▸ **ABOUT THIS TASK**:
Search the data for the word "AuthUser" and copy every line where it occurs.

Excerpts from a dataset
• • • •

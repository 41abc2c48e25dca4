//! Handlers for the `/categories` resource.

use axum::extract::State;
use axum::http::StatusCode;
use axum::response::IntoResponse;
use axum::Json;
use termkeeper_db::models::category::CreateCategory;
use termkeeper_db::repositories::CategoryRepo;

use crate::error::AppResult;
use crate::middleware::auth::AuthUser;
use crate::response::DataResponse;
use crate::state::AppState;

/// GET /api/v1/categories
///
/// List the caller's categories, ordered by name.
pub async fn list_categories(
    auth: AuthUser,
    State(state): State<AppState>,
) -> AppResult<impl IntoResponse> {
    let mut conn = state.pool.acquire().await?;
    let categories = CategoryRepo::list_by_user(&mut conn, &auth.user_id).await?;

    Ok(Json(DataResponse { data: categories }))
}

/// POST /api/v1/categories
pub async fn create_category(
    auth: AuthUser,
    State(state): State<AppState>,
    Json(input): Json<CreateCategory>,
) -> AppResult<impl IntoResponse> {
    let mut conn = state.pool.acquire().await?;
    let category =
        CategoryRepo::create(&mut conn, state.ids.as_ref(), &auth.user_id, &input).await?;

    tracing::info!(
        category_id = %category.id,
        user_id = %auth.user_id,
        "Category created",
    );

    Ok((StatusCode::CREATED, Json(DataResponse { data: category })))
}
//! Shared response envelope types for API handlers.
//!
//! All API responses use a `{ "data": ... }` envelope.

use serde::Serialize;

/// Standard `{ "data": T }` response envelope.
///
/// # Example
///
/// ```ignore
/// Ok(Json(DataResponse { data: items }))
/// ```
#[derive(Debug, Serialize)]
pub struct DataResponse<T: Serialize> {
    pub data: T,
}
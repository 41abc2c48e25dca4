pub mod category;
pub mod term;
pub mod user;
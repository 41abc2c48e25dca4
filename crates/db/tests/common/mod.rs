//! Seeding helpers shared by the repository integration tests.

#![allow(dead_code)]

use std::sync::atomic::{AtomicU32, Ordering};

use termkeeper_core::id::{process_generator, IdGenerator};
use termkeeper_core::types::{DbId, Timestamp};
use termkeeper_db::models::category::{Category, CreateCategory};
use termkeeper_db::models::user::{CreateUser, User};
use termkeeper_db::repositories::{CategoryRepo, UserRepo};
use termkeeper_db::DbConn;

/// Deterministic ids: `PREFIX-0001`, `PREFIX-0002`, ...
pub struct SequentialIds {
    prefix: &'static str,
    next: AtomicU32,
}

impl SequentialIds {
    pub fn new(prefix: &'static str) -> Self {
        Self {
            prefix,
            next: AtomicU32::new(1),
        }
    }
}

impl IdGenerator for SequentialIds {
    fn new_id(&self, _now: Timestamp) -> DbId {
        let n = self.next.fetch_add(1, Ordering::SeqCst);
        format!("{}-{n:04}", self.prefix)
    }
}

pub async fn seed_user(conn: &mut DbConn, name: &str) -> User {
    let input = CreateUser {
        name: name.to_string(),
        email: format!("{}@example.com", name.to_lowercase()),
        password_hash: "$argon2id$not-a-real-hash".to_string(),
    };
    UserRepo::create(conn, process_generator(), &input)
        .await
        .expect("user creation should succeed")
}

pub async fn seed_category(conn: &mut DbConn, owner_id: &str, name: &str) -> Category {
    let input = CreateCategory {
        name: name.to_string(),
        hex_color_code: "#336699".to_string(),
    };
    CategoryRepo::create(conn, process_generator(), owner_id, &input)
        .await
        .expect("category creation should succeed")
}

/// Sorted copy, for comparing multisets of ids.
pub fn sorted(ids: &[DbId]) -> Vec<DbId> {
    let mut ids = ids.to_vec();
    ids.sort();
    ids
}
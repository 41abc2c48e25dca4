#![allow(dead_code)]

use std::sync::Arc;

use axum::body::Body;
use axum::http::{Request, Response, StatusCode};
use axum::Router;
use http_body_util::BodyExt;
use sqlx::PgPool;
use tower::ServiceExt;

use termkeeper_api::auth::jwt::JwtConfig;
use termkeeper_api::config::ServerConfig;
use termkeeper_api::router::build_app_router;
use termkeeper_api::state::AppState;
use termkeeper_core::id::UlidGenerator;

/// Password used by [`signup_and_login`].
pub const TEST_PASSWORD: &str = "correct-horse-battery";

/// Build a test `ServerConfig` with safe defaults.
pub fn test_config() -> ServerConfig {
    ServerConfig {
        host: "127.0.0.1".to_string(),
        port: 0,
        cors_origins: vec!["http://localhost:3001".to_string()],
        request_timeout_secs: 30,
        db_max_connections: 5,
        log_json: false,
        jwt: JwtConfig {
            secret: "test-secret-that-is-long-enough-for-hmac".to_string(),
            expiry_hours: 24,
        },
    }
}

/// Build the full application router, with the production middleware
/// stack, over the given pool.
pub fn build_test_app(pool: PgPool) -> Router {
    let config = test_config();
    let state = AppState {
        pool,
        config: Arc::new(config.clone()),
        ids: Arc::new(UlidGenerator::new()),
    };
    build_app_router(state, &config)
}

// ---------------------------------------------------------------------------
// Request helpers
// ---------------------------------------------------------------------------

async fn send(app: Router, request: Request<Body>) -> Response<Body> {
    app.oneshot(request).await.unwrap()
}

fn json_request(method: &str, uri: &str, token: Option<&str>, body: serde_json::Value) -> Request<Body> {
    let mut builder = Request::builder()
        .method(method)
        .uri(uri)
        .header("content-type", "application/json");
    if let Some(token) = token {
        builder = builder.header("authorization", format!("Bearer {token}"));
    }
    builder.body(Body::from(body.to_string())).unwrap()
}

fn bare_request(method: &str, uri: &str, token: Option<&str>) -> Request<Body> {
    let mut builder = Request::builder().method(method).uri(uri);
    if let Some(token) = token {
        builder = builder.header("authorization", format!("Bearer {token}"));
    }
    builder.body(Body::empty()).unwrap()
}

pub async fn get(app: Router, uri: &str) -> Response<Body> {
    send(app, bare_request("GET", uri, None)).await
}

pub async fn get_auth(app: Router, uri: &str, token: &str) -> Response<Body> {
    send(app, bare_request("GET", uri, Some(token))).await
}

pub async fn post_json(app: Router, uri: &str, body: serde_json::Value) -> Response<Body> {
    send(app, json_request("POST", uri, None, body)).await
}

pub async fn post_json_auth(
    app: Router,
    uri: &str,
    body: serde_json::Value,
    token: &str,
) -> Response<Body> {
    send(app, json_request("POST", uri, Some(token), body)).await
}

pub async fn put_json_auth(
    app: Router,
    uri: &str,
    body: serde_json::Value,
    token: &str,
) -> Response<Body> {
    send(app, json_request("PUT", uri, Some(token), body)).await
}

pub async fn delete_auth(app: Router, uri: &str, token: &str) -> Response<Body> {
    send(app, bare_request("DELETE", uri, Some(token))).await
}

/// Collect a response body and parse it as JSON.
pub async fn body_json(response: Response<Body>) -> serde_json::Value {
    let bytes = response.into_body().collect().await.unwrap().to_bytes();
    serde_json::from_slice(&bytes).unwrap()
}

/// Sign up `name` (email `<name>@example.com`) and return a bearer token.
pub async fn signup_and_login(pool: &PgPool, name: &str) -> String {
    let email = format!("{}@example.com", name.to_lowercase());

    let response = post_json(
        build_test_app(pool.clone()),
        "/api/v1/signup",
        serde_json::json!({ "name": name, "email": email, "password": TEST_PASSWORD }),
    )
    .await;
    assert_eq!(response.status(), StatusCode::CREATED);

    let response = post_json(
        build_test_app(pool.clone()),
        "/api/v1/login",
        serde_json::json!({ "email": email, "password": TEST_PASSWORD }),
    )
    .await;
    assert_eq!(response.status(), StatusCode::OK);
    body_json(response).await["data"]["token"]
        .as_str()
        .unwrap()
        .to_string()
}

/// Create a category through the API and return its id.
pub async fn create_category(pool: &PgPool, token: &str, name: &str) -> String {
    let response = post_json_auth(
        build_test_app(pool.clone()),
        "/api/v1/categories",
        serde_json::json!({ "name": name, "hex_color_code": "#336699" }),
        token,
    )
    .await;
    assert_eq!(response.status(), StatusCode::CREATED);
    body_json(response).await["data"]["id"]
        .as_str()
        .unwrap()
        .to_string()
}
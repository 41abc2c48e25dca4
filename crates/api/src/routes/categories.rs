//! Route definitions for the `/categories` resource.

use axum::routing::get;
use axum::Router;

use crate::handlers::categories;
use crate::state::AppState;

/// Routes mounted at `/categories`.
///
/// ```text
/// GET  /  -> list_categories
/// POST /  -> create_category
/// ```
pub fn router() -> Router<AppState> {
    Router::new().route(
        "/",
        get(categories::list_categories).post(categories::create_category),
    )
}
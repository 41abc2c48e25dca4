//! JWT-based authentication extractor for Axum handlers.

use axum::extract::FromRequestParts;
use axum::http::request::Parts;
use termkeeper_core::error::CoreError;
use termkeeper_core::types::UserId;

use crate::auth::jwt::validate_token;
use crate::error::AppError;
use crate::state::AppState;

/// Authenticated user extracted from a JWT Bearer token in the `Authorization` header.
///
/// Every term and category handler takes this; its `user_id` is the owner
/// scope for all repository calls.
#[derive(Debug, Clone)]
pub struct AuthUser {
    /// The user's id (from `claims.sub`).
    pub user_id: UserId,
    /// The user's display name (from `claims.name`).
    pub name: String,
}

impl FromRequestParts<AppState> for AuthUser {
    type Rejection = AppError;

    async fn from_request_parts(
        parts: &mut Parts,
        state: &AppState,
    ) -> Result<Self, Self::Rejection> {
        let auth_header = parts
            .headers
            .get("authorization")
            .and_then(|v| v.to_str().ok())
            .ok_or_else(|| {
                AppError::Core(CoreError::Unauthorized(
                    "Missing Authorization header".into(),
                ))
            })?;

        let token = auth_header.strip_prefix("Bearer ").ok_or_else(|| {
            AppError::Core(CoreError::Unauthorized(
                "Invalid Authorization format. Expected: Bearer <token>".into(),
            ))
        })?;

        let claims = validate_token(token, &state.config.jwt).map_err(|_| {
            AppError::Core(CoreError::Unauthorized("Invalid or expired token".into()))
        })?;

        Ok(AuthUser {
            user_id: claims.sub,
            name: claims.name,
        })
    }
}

• • • •

▸ **ANSWER FOR THE TASK**:
use crate::middleware::auth::AuthUser;
    auth: AuthUser,
    auth: AuthUser,
pub struct AuthUser {
impl FromRequestParts<AppState> for AuthUser {
        Ok(AuthUser {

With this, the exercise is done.